Directions: Print the data below exactly, but only the lines from the one containing "filename src/commands/select.rs" down to the one containing "pub fn validate(&self)", inclusive.

==== Recorded information

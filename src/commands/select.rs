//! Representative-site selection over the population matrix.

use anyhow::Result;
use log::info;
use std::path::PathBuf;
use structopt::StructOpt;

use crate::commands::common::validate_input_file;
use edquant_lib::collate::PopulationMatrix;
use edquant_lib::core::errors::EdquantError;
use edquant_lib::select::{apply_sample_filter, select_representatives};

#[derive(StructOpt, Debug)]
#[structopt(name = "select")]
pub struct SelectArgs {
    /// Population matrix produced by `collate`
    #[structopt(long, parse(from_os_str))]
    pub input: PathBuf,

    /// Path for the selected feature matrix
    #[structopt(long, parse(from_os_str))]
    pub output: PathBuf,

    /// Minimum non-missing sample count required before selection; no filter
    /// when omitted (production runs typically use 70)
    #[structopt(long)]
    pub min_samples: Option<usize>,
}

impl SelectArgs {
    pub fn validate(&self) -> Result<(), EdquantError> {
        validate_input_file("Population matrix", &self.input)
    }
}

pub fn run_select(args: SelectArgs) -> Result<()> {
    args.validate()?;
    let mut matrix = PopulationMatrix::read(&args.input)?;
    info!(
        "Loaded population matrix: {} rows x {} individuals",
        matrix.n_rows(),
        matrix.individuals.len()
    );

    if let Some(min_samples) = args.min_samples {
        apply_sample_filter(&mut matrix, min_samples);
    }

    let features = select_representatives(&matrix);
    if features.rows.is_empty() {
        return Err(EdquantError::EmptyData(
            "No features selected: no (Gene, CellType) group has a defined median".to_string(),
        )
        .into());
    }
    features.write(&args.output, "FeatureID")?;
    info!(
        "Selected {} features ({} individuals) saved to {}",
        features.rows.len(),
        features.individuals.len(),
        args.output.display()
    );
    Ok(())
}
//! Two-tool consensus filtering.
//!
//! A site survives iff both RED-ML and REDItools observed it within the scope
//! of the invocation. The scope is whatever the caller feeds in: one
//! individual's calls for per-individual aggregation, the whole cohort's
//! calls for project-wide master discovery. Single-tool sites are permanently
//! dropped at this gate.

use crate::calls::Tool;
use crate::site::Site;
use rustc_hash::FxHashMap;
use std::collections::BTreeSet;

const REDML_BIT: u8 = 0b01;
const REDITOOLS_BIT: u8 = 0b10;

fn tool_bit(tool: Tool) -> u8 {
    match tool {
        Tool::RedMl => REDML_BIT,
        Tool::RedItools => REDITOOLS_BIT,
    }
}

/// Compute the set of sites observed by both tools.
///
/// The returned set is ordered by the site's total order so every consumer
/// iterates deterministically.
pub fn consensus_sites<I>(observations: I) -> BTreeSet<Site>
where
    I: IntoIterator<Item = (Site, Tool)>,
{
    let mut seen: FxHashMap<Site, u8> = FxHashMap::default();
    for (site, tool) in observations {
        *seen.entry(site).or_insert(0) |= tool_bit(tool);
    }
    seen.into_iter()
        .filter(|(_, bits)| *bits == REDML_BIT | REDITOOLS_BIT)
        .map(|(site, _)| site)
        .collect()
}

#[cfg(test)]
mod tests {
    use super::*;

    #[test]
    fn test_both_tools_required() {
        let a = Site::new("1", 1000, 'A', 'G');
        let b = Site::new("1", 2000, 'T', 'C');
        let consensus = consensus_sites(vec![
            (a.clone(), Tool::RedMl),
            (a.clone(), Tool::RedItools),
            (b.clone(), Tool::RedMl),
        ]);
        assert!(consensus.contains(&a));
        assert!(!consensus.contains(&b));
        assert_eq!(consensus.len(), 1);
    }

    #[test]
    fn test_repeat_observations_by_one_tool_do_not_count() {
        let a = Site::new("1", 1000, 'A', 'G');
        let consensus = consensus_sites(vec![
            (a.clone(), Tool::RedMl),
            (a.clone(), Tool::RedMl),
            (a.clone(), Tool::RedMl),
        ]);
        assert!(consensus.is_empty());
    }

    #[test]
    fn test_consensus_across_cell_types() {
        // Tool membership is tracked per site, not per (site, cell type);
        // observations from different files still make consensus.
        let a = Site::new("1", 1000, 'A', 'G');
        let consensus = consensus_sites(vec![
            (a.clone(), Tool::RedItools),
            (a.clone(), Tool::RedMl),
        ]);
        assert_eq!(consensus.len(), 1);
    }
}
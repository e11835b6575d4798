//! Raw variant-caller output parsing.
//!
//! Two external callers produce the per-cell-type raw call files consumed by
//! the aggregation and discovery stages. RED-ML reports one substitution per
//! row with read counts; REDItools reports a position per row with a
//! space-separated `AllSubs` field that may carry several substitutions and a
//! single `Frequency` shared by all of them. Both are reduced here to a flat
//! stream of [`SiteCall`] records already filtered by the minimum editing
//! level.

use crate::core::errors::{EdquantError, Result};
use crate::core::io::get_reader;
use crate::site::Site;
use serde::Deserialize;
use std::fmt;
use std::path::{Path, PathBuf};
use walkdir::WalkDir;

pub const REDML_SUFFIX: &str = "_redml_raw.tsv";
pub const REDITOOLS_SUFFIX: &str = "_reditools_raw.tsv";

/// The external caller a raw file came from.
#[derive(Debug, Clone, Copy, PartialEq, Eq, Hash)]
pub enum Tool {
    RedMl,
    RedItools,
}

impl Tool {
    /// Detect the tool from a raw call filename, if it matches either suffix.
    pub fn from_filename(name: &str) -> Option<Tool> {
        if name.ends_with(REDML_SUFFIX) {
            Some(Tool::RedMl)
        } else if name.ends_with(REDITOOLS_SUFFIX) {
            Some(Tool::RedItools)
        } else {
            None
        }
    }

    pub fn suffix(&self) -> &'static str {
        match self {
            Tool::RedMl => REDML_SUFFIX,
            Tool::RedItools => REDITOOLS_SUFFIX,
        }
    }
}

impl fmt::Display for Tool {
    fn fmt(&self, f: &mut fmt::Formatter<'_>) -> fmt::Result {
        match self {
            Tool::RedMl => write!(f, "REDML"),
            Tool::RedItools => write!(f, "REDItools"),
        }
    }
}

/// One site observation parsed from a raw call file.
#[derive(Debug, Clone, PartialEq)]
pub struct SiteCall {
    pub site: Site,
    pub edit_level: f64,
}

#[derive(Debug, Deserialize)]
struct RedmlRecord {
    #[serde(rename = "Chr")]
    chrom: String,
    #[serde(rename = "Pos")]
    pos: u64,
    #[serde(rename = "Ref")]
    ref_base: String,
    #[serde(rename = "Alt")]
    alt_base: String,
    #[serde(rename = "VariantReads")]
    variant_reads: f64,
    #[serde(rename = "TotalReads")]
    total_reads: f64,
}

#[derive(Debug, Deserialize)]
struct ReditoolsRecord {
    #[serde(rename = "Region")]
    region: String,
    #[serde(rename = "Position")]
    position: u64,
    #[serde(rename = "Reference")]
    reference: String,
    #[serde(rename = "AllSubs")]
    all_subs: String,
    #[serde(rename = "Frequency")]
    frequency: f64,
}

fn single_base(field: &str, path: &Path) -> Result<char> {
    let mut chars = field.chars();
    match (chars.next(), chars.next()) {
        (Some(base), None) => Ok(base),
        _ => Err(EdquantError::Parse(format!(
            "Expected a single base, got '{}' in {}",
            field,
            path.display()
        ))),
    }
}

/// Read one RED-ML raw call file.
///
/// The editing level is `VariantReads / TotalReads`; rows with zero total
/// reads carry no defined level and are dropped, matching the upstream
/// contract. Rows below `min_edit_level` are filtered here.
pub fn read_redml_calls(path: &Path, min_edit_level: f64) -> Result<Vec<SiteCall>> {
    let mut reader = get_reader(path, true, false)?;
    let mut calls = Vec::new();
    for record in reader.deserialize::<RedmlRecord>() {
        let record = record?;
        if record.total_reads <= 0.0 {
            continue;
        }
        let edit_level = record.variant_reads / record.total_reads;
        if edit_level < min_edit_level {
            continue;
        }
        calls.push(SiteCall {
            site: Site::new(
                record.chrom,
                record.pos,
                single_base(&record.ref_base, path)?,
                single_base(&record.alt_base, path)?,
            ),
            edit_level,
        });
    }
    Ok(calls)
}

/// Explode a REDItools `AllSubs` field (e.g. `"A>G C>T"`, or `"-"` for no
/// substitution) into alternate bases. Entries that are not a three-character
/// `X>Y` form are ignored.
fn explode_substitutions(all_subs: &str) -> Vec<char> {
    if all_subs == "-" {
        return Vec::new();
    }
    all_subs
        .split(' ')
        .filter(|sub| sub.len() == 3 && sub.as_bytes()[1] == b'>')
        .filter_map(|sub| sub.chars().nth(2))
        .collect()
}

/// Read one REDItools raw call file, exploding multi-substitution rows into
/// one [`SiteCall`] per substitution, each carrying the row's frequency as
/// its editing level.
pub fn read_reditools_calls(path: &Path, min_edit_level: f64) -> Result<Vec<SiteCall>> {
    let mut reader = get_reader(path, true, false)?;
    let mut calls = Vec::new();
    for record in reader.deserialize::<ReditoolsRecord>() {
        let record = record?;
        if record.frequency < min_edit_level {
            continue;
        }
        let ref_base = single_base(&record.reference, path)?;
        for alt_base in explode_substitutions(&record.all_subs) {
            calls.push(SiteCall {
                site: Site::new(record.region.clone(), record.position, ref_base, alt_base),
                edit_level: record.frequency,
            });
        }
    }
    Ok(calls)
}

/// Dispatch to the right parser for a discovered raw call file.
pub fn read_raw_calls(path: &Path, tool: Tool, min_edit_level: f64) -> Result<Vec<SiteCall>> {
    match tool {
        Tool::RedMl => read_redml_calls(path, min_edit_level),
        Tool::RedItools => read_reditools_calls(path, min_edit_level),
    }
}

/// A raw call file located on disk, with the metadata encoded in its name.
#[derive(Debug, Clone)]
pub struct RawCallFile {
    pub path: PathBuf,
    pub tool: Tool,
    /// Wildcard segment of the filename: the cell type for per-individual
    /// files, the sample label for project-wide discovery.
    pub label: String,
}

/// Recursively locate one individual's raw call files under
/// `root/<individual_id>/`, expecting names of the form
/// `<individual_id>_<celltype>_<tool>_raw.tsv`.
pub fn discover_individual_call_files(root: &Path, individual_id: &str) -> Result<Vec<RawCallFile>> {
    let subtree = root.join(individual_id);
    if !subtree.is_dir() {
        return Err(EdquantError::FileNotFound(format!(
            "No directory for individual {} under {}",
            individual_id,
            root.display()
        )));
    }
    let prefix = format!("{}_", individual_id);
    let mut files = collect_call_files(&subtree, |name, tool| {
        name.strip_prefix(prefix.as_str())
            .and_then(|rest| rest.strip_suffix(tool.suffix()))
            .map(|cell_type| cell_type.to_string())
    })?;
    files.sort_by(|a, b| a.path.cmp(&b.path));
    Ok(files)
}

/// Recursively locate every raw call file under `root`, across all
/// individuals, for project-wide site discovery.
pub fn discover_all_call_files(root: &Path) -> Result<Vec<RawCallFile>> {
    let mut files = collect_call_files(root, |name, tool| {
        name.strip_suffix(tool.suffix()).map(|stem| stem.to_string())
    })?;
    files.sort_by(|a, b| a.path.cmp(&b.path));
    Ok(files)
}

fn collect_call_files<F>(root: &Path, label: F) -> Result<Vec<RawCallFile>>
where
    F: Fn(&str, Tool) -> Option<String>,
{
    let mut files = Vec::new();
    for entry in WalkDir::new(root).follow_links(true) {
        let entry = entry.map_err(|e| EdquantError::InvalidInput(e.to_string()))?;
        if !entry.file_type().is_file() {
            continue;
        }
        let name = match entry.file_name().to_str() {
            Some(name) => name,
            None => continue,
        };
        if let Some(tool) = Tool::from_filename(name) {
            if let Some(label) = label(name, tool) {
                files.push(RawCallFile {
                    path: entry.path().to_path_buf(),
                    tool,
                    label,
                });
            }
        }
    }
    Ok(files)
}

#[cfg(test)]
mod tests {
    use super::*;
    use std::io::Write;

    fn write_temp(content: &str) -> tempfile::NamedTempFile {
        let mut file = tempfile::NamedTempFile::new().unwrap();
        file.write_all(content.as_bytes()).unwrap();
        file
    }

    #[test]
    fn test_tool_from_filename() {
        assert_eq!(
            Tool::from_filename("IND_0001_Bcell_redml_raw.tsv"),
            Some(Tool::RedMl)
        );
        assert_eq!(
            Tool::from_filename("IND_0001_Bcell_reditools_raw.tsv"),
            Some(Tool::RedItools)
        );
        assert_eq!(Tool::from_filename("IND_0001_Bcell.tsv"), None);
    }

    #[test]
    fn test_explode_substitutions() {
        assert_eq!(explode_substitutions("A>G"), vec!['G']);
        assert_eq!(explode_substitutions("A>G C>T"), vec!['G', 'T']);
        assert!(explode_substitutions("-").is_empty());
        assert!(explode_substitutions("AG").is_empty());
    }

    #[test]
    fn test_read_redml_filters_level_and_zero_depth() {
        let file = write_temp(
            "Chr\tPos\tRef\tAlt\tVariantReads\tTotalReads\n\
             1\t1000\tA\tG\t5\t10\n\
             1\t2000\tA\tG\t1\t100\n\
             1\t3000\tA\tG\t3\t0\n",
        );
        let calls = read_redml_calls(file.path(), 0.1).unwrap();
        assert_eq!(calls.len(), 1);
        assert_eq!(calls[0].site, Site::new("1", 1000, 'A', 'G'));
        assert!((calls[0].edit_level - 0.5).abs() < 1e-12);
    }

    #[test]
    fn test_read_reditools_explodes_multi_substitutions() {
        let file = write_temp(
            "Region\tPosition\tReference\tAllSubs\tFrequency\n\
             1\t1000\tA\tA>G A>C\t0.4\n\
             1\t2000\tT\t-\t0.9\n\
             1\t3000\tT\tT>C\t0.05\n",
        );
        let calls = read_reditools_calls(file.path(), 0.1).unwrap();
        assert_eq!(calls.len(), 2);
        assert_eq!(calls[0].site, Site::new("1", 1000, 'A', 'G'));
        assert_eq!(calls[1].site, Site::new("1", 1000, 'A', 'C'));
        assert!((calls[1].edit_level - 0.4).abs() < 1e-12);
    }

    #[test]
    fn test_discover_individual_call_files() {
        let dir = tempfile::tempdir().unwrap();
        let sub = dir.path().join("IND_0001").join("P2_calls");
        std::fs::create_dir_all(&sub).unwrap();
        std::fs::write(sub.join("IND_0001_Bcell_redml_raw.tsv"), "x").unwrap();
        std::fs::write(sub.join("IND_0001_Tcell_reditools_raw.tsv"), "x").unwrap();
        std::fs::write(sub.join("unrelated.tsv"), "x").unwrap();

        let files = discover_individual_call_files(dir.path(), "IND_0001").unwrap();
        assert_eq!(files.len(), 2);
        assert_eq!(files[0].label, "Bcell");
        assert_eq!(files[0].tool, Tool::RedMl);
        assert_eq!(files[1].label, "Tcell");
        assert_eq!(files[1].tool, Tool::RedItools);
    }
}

========
==== Recorded information

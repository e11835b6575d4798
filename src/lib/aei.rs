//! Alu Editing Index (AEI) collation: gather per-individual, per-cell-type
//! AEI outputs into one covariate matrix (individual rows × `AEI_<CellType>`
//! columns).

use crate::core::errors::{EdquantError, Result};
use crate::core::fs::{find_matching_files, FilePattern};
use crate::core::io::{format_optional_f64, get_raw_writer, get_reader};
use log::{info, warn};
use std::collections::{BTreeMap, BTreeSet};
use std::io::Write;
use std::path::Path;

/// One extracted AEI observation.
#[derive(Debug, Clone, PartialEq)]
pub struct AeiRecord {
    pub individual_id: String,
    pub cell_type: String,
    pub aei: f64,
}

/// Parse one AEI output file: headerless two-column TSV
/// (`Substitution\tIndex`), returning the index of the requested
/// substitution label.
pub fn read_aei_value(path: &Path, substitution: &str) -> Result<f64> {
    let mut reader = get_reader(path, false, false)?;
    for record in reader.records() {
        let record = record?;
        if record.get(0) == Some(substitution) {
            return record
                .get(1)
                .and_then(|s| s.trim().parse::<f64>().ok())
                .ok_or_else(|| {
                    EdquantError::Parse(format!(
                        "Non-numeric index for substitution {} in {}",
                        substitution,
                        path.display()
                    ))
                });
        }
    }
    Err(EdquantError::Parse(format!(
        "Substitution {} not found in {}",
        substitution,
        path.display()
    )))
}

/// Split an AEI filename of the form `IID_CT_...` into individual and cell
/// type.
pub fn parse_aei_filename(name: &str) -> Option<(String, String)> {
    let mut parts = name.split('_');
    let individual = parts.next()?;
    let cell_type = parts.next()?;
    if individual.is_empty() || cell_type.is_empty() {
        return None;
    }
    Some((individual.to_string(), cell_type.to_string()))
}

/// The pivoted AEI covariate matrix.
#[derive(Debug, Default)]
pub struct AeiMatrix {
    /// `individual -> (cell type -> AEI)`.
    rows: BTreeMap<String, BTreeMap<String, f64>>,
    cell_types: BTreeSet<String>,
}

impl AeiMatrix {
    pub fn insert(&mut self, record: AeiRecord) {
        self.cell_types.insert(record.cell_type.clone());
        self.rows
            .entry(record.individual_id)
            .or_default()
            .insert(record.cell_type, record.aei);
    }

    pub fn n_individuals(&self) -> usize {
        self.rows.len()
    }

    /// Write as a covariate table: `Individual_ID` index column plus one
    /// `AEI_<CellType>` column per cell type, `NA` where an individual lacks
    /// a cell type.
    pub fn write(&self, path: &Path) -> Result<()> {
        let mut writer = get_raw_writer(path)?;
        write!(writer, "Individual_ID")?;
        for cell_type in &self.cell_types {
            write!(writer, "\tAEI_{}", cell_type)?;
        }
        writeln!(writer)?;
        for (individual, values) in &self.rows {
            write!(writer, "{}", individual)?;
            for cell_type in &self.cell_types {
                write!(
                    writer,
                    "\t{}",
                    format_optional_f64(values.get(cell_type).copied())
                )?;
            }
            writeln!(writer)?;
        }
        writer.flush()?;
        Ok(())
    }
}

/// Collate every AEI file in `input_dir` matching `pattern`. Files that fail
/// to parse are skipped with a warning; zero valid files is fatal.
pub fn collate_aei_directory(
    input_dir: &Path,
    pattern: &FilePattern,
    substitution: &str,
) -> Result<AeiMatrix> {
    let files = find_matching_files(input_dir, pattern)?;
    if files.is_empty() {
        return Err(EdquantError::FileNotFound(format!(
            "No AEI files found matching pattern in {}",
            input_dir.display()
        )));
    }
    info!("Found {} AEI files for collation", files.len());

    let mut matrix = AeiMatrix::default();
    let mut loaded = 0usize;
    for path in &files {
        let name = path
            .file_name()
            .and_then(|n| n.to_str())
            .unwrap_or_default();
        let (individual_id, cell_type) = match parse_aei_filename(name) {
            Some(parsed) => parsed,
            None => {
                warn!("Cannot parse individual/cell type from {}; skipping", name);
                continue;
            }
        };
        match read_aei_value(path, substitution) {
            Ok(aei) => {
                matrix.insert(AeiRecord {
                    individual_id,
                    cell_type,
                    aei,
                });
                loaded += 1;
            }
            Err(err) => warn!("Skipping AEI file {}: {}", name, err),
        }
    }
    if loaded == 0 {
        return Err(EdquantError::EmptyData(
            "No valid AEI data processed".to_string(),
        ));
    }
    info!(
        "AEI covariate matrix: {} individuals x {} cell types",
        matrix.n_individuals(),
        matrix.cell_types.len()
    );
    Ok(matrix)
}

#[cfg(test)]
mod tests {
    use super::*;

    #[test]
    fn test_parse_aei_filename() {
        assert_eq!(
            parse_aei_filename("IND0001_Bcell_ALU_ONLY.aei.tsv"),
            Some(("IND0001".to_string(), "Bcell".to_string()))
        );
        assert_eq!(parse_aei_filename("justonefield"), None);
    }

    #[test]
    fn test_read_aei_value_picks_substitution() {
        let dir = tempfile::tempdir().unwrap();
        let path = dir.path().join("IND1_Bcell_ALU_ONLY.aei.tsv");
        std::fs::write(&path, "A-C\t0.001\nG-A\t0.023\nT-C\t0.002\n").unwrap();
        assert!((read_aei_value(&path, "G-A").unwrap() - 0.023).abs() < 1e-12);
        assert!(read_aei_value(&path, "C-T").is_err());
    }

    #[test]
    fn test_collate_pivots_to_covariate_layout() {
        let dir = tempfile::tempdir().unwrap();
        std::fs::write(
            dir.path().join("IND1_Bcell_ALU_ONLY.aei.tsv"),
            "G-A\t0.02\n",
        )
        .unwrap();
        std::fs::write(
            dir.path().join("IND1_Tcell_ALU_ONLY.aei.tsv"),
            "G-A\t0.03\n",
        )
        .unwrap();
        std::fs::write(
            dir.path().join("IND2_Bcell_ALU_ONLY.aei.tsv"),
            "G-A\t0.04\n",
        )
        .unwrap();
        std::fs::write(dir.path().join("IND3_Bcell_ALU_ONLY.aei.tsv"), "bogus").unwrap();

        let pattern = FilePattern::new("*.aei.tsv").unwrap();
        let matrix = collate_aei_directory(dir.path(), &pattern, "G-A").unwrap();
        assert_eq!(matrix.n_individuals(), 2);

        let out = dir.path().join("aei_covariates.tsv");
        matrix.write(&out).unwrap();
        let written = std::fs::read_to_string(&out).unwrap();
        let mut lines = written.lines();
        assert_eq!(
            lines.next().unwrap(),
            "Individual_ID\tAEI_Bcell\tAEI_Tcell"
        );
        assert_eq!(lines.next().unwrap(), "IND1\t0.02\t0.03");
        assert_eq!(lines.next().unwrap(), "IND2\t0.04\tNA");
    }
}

========

Exercise response:
filename src/commands/select.rs
//! Representative-site selection over the population matrix.

use anyhow::Result;
use log::info;
use std::path::PathBuf;
use structopt::StructOpt;

use crate::commands::common::validate_input_file;
use edquant_lib::collate::PopulationMatrix;
use edquant_lib::core::errors::EdquantError;
use edquant_lib::select::{apply_sample_filter, select_representatives};

#[derive(StructOpt, Debug)]
#[structopt(name = "select")]
pub struct SelectArgs {
    /// Population matrix produced by `collate`
    #[structopt(long, parse(from_os_str))]
    pub input: PathBuf,

    /// Path for the selected feature matrix
    #[structopt(long, parse(from_os_str))]
    pub output: PathBuf,

    /// Minimum non-missing sample count required before selection; no filter
    /// when omitted (production runs typically use 70)
    #[structopt(long)]
    pub min_samples: Option<usize>,
}

impl SelectArgs {
    pub fn validate(&self) -> Result<(), EdquantError> {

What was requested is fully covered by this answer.